Políticos da Grécia concordam com cortes de gastos de 1,5% do PIB
Medidas incluem redução de salários e de custos não trabalhistas para aumentar a competitividade
ATENAS - Líderes de partidos políticos na Grécia concordaram com cortes de gastos estimados em 1,5% do Produto Interno Bruto (PIB) deste ano, disse o primeiro-ministro grego, Lucas Papademos, em comunicado neste domingo, após conversas com os chefes dos partidos de sua coalizão.
Isso inclui medidas como cortes de salários e custos não-trabalhistas para tornar a economia do país mais competitiva, disse ele.
O premiê confirmou que os líderes dos partidos irão se reunir novamente na segunda-feira para concluir as negociações das reformas necessárias para que segundo pacote de socorro à Grécia seja ratificado.
Os credores da Grécia têm demandado cortes nos gastos estimados em cerca de 1% do PIB neste ano.
As conversas dos partidos gregos sobre as reformas continuarão na segunda-feira, disse o líder de extrema-direita George Karatzaferis.
Grécia no fio da navalha
O primeiro-ministro grego se esforçava neste domingo para tentar convencer credores e políticos a referendar um pacote de resgate de 130 bilhões de euros para a Grécia, depois que o seu ministro das Finanças havia dito que restavam horas para se chegar a um acordo e evitar o calote.

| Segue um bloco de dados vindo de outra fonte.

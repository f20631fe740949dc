//! Grid configuration and builder

use serde::{Deserialize, Serialize};
use std::sync::Arc;

use smartgrid_core::{ColumnDescriptor, NullPosition, Row, RowKey, RowMutationHandler};
use smartgrid_settings::{DEFAULT_PAGE_SIZE, LocalPreferenceStore, PreferenceStore};

use crate::edit::{FormValidator, SubRowConfig};
use crate::filter::FilterField;
use crate::filter_sets::{FilterSetApi, SqliteFilterSetStore};
use crate::options::DEFAULT_OPTION_PAGE_SIZE;
use crate::pagination::{DEFAULT_PAGE_SIZES, PaginationMode};
use crate::plugin::GridPlugin;
use crate::selection::{DefaultSelection, SelectionMode};

use super::SmartGrid;

/// Where filtering, sorting and paging happen
#[derive(Debug, Clone, Copy, PartialEq, Eq, Default, Serialize, Deserialize)]
#[serde(rename_all = "snake_case")]
pub enum DataMode {
    /// Rows are processed in memory
    #[default]
    Client,
    /// The host fetches each page; the grid emits `DataRequested`
    Server,
}

/// Serializable grid settings
#[derive(Debug, Clone, PartialEq, Serialize, Deserialize)]
#[serde(default)]
pub struct GridConfig {
    pub grid_id: String,
    pub user_id: Option<String>,
    pub row_key: RowKey,
    pub page_size: usize,
    pub available_page_sizes: Vec<usize>,
    pub pagination_mode: PaginationMode,
    pub data_mode: DataMode,
    pub selection_mode: SelectionMode,
    pub default_selection: Option<DefaultSelection>,
    pub null_position: NullPosition,
    pub option_page_size: usize,
}

impl Default for GridConfig {
    fn default() -> Self {
        Self {
            grid_id: "grid".to_string(),
            user_id: None,
            row_key: RowKey::default(),
            page_size: DEFAULT_PAGE_SIZE,
            available_page_sizes: DEFAULT_PAGE_SIZES.to_vec(),
            pagination_mode: PaginationMode::default(),
            data_mode: DataMode::default(),
            selection_mode: SelectionMode::Multi,
            default_selection: None,
            null_position: NullPosition::default(),
            option_page_size: DEFAULT_OPTION_PAGE_SIZE,
        }
    }
}

impl GridConfig {
    pub fn new(grid_id: impl Into<String>) -> Self {
        Self {
            grid_id: grid_id.into(),
            ..Self::default()
        }
    }

    pub fn for_user(mut self, user_id: impl Into<String>) -> Self {
        self.user_id = Some(user_id.into());
        self
    }

    /// Owner recorded on saved filter sets
    pub fn owner(&self) -> &str {
        self.user_id.as_deref().unwrap_or("local")
    }
}

/// Assembles a `SmartGrid` from its configuration and collaborators
pub struct SmartGridBuilder {
    pub(super) config: GridConfig,
    pub(super) columns: Vec<ColumnDescriptor>,
    pub(super) rows: Vec<Row>,
    pub(super) preference_store: Option<Arc<dyn PreferenceStore>>,
    pub(super) filter_set_api: Option<Arc<dyn FilterSetApi>>,
    pub(super) extra_filter_fields: Vec<FilterField>,
    pub(super) mutation_handler: Option<Arc<dyn RowMutationHandler>>,
    pub(super) sub_rows: Option<SubRowConfig>,
    pub(super) validator: Option<FormValidator>,
    pub(super) plugins: Vec<Arc<dyn GridPlugin>>,
}

impl SmartGridBuilder {
    pub fn new(config: GridConfig) -> Self {
        Self {
            config,
            columns: Vec::new(),
            rows: Vec::new(),
            preference_store: None,
            filter_set_api: None,
            extra_filter_fields: Vec::new(),
            mutation_handler: None,
            sub_rows: None,
            validator: None,
            plugins: Vec::new(),
        }
    }

    pub fn columns(mut self, columns: Vec<ColumnDescriptor>) -> Self {
        self.columns = columns;
        self
    }

    pub fn rows(mut self, rows: Vec<Row>) -> Self {
        self.rows = rows;
        self
    }

    pub fn preference_store(mut self, store: Arc<dyn PreferenceStore>) -> Self {
        self.preference_store = Some(store);
        self
    }

    pub fn filter_set_api(mut self, api: Arc<dyn FilterSetApi>) -> Self {
        self.filter_set_api = Some(api);
        self
    }

    /// Keep filter sets in the SQLite store under the user data directory
    pub fn local_filter_sets(mut self) -> anyhow::Result<Self> {
        self.filter_set_api = Some(Arc::new(SqliteFilterSetStore::open_default()?));
        Ok(self)
    }

    pub fn extra_filter_field(mut self, field: FilterField) -> Self {
        self.extra_filter_fields.push(field);
        self
    }

    pub fn mutation_handler(mut self, handler: Arc<dyn RowMutationHandler>) -> Self {
        self.mutation_handler = Some(handler);
        self
    }

    pub fn sub_rows(mut self, config: SubRowConfig) -> Self {
        self.sub_rows = Some(config);
        self
    }

    pub fn validator(mut self, validator: FormValidator) -> Self {
        self.validator = Some(validator);
        self
    }

    pub fn plugin(mut self, plugin: Arc<dyn GridPlugin>) -> Self {
        self.plugins.push(plugin);
        self
    }

    pub fn build(mut self) -> SmartGrid {
        let store = self.preference_store.take().unwrap_or_else(|| {
            tracing::debug!(grid_id = %self.config.grid_id, "No preference store injected, using local store");
            Arc::new(LocalPreferenceStore::open_default_or_memory())
        });
        SmartGrid::from_builder(self, store)
    }
}

#[cfg(test)]
mod tests {
    use super::*;
    use pretty_assertions::assert_eq;

    #[test]
    fn test_config_deserializes_with_defaults() {
        let config: GridConfig = serde_json::from_str(
            r#"{"grid_id": "trips", "page_size": 50, "data_mode": "server", "selection_mode": "single"}"#,
        )
        .unwrap();
        assert_eq!(config.grid_id, "trips");
        assert_eq!(config.page_size, 50);
        assert_eq!(config.data_mode, DataMode::Server);
        assert_eq!(config.selection_mode, SelectionMode::Single);
        assert_eq!(config.pagination_mode, PaginationMode::PageBased);
        assert_eq!(config.owner(), "local");
    }

    #[test]
    fn test_default_selection_by_indices() {
        let config: GridConfig =
            serde_json::from_str(r#"{"default_selection": {"indices": [0, 2, 4]}}"#).unwrap();
        assert_eq!(
            config.default_selection,
            Some(DefaultSelection::Indices(vec![0, 2, 4]))
        );
    }
}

Tecnocrata, apontado em novembro, o premiê Lucas Papademos luta para evitar que a Grécia dê um calote, quando grandes vencimentos de títulos de dívida se derem no mês que vem.

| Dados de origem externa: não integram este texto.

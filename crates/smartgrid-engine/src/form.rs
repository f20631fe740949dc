//! Dynamic form panel
//!
//! Builds a field per editable column over a draft row. Field changes go
//! through the same normalization and dependency clearing as inline edits,
//! and submission is blocked while validation errors remain.

use indexmap::IndexMap;

use smartgrid_core::{
    ColumnDescriptor, EditorKind, GridError, GridResult, OptionItem, Row, RowId,
    RowMutationHandler, ValidationErrors, Value,
};

use crate::edit::{FormValidator, apply_edit};
use crate::options::{FetchOutcome, LazyOptionLoader, submit_new_option};

#[derive(Debug, Clone, PartialEq, Eq)]
pub enum FormMode {
    Add,
    Edit(RowId),
}

/// One input of the form
#[derive(Debug, Clone, PartialEq)]
pub struct FormField {
    pub key: String,
    pub label: String,
    pub editor: EditorKind,
    pub required: bool,
    pub max_length: Option<usize>,
    pub options: Vec<OptionItem>,
    pub allow_add_new: bool,
}

/// Result of a successful submission
#[derive(Debug, Clone, PartialEq)]
pub enum FormSubmission {
    /// The stored row returned by the handler
    Added(Row),
    Edited(RowId, Row),
}

pub struct FormPanel {
    mode: FormMode,
    columns: Vec<ColumnDescriptor>,
    draft: Row,
    errors: ValidationErrors,
    validator: FormValidator,
    loaders: IndexMap<String, LazyOptionLoader>,
    submitting: bool,
}

impl FormPanel {
    /// Empty form for a new row
    pub fn for_add(columns: &[ColumnDescriptor], validator: FormValidator, option_page_size: usize) -> Self {
        Self::new(FormMode::Add, columns, Row::new(), validator, option_page_size)
    }

    /// Form prefilled with an existing row
    pub fn for_edit(
        id: RowId,
        row: Row,
        columns: &[ColumnDescriptor],
        validator: FormValidator,
        option_page_size: usize,
    ) -> Self {
        Self::new(FormMode::Edit(id), columns, row, validator, option_page_size)
    }

    fn new(
        mode: FormMode,
        columns: &[ColumnDescriptor],
        draft: Row,
        validator: FormValidator,
        option_page_size: usize,
    ) -> Self {
        let columns: Vec<ColumnDescriptor> = columns.iter().filter(|c| c.editable).cloned().collect();
        let loaders = columns
            .iter()
            .filter_map(|c| {
                let source = c.option_source.clone()?;
                Some((c.key.clone(), LazyOptionLoader::new(source, option_page_size)))
            })
            .collect();
        Self {
            mode,
            columns,
            draft,
            errors: ValidationErrors::new(),
            validator,
            loaders,
            submitting: false,
        }
    }

    pub fn mode(&self) -> &FormMode {
        &self.mode
    }

    pub fn fields(&self) -> Vec<FormField> {
        self.columns
            .iter()
            .map(|c| FormField {
                key: c.key.clone(),
                label: c.label.clone(),
                editor: c.editor(),
                required: c.required,
                max_length: c.max_length,
                options: c.options.clone(),
                allow_add_new: c.add_new.is_some(),
            })
            .collect()
    }

    pub fn draft(&self) -> &Row {
        &self.draft
    }

    pub fn errors(&self) -> &ValidationErrors {
        &self.errors
    }

    pub fn is_submitting(&self) -> bool {
        self.submitting
    }

    fn column(&self, key: &str) -> GridResult<&ColumnDescriptor> {
        self.columns
            .iter()
            .find(|c| c.key == key)
            .ok_or_else(|| GridError::NotFound(format!("form field '{}'", key)))
    }

    /// Set a field from raw input. Returns the dependent fields that were cleared.
    pub fn set_field(&mut self, key: &str, raw: Value) -> GridResult<Vec<String>> {
        self.column(key)?;
        let cleared = apply_edit(&mut self.draft, &self.columns, key, raw)?;
        for field in &cleared {
            if let Some(loader) = self.loaders.get_mut(field) {
                loader.reset();
            }
        }
        // Re-check only what changed
        let fresh = self.validator.validate(&self.draft);
        let mut errors = ValidationErrors::new();
        for (field, message) in self.errors.iter() {
            if field != key && !cleared.iter().any(|c| c == field) {
                errors.insert(field, message);
            }
        }
        if let Some(message) = fresh.get(key) {
            errors.insert(key, message);
        }
        self.errors = errors;
        Ok(cleared)
    }

    /// Run every rule. Returns true when the draft may be submitted.
    pub fn validate(&mut self) -> bool {
        self.errors = self.validator.validate(&self.draft);
        self.errors.is_empty()
    }

    /// Mark the form submitting and hand out the draft
    pub fn begin_submit(&mut self) -> GridResult<Row> {
        if self.submitting {
            return Err(GridError::Busy("submit form".into()));
        }
        if !self.validate() {
            tracing::debug!(errors = %self.errors, "Form submission blocked by validation");
            return Err(GridError::Validation(self.errors.clone()));
        }
        self.submitting = true;
        Ok(self.draft.clone())
    }

    pub fn finish_submit(&mut self) {
        self.submitting = false;
    }

    /// Validate and submit through the mutation handler
    pub async fn submit(&mut self, handler: &dyn RowMutationHandler) -> GridResult<FormSubmission> {
        let row = self.begin_submit()?;
        let result = match &self.mode {
            FormMode::Add => handler.on_add_row(&row).await.map(FormSubmission::Added),
            FormMode::Edit(id) => handler
                .on_edit_row(id, &row)
                .await
                .map(|()| FormSubmission::Edited(id.clone(), row)),
        };
        self.finish_submit();

        match result {
            Ok(submission) => {
                tracing::info!(mode = ?self.mode, "Form submitted");
                Ok(submission)
            }
            Err(err) => {
                tracing::error!(mode = ?self.mode, "Form submission failed: {}", err);
                Err(GridError::Mutation(err.to_string()))
            }
        }
    }

    /// Fetch the first page of options for a lazy field, scoped by the draft
    pub async fn search_options(&mut self, key: &str, term: &str) -> GridResult<FetchOutcome> {
        let row = self.draft.clone();
        let loader = self
            .loaders
            .get_mut(key)
            .ok_or_else(|| GridError::NotFound(format!("lazy options for '{}'", key)))?;
        Ok(loader.search(term, Some(row)).await)
    }

    pub async fn load_more_options(&mut self, key: &str) -> GridResult<Option<FetchOutcome>> {
        let loader = self
            .loaders
            .get_mut(key)
            .ok_or_else(|| GridError::NotFound(format!("lazy options for '{}'", key)))?;
        Ok(loader.load_more().await)
    }

    pub fn options(&self, key: &str) -> &[OptionItem] {
        self.loaders.get(key).map(|l| l.options()).unwrap_or(&[])
    }

    /// Create an option from typed text and select it
    pub async fn add_new_option(&mut self, key: &str, text: &str) -> GridResult<OptionItem> {
        let column = self.column(key)?;
        let handler = column
            .add_new
            .clone()
            .ok_or_else(|| GridError::InvalidValue(format!("'{}' does not accept new options", key)))?;
        let multi = column.kind.is_multi();

        let item = submit_new_option(handler.as_ref(), key, text).await?;
        if let Some(loader) = self.loaders.get_mut(key) {
            loader.insert_option(item.clone());
        }

        let value = if multi {
            let mut items = self.draft.value(key).as_array().map(<[Value]>::to_vec).unwrap_or_default();
            if !items.contains(&item.value) {
                items.push(item.value.clone());
            }
            Value::Array(items)
        } else {
            item.value.clone()
        };
        self.set_field(key, value)?;
        Ok(item)
    }
}

#[cfg(test)]
mod tests {
    use super::*;
    use async_trait::async_trait;
    use parking_lot::Mutex;
    use smartgrid_core::{AddNewHandler, ColumnKind};
    use std::sync::Arc;

    #[derive(Default)]
    struct RecordingHandler {
        added: Mutex<Vec<Row>>,
        fail: bool,
    }

    #[async_trait]
    impl RowMutationHandler for RecordingHandler {
        async fn on_add_row(&self, row: &Row) -> GridResult<Row> {
            if self.fail {
                return Err(GridError::Other("rejected".into()));
            }
            self.added.lock().push(row.clone());
            Ok(row.clone().with("id", 42))
        }

        async fn on_edit_row(&self, _: &RowId, _: &Row) -> GridResult<()> {
            Ok(())
        }

        async fn on_delete_row(&self, _: &RowId, _: &Row) -> GridResult<()> {
            Ok(())
        }
    }

    struct Creator;

    #[async_trait]
    impl AddNewHandler for Creator {
        async fn on_add_new(&self, _: &str, value: &str) -> GridResult<OptionItem> {
            Ok(OptionItem::new(value, format!("new-{}", value.to_lowercase())))
        }
    }

    fn columns() -> Vec<ColumnDescriptor> {
        vec![
            ColumnDescriptor::new("driver", "Driver", ColumnKind::EditableText)
                .required()
                .with_max_length(10),
            ColumnDescriptor::integer("stops", "Stops").editable(true),
            ColumnDescriptor::new("tags", "Tags", ColumnKind::MultiSelect)
                .editable(true)
                .with_add_new(Arc::new(Creator)),
            ColumnDescriptor::text("internal", "Internal"),
        ]
    }

    fn form() -> FormPanel {
        let columns = columns();
        FormPanel::for_add(&columns, FormValidator::from_columns(&columns), 20)
    }

    #[test]
    fn test_fields_come_from_editable_columns() {
        let keys: Vec<String> = form().fields().into_iter().map(|f| f.key).collect();
        assert_eq!(keys, vec!["driver", "stops", "tags"]);
    }

    #[test]
    fn test_set_field_normalizes() {
        let mut form = form();
        form.set_field("stops", "12".into()).unwrap();
        assert_eq!(form.draft().value("stops"), &Value::Int(12));
        assert!(form.set_field("internal", "x".into()).is_err());
    }

    #[tokio::test]
    async fn test_validation_blocks_submit() {
        let mut form = form();
        let handler = RecordingHandler::default();
        let err = form.submit(&handler).await.unwrap_err();
        assert!(matches!(err, GridError::Validation(ref e) if e.contains("driver")));
        assert!(handler.added.lock().is_empty());

        form.set_field("driver", "Ann".into()).unwrap();
        assert!(form.errors().is_empty());
        let submitted = form.submit(&handler).await.unwrap();
        assert!(matches!(submitted, FormSubmission::Added(ref row) if row.value("id") == &Value::Int(42)));
    }

    #[test]
    fn test_duplicate_submit_is_busy() {
        let mut form = form();
        form.set_field("driver", "Ann".into()).unwrap();
        form.begin_submit().unwrap();
        assert!(matches!(form.begin_submit(), Err(GridError::Busy(_))));
        form.finish_submit();
        assert!(form.begin_submit().is_ok());
    }

    #[tokio::test]
    async fn test_handler_failure_is_mutation_error() {
        let mut form = form();
        form.set_field("driver", "Ann".into()).unwrap();
        let handler = RecordingHandler {
            fail: true,
            ..RecordingHandler::default()
        };
        assert!(matches!(form.submit(&handler).await, Err(GridError::Mutation(_))));
        assert!(!form.is_submitting());
    }

    #[tokio::test]
    async fn test_add_new_option_selects_it() {
        let mut form = form();
        form.set_field("tags", Value::Array(vec!["old".into()])).unwrap();
        let item = form.add_new_option("tags", "Fragile").await.unwrap();
        assert_eq!(item.value, Value::from("new-fragile"));
        assert_eq!(
            form.draft().value("tags"),
            &Value::Array(vec!["old".into(), "new-fragile".into()])
        );

        assert!(matches!(
            form.add_new_option("stops", "x").await,
            Err(GridError::InvalidValue(_))
        ));
    }
}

O seu ministro das Finanças dissera que Atenas tinha até domingo à noite para chegar a um acordo financeiro com os credores, depois que ministros da zona do euro haviam lhe afirmado que a paciência do bloco estava se esgotando, por conta da relutância de Atenas em aprovar as reformas necessárias.
"Estamos no fio da navalha", afirmou o ministro das Finanças, Evangelos Venizelos, no sábado, depois do que ele chamou de uma reunião "muito difícil" com os seus colegas da zona do euro. "O momento é muito crucial."
A primeira missão do premiê Papademos neste domingo era fechar com os credores estrangeiros pelo menos um acordo preliminar sobre as reformas previstas no plano de socorro, depois de dias de negociação não terem resolvido os impasses sobre cortes de salários e de investimentos.
A cada rodada de negociações, autoridades gregas apareciam desanimadas e reclamavam que o Banco Central Europeu, a União Europeia e o Fundo Monetário Internacional (FMI) se recusavam a ceder nas exigências de corte no salário mínimo, nas gratificações de férias e de demitir funcionários públicos.
Uma reunião entre os dois lados terminou neste domingo à tarde sem uma indicação imediata sobre se eles resolveram ou não as pendências.
A falta de acordo tem deixado os mercados nervosos. Um calote grego pode levar a economia global de volta à recessão.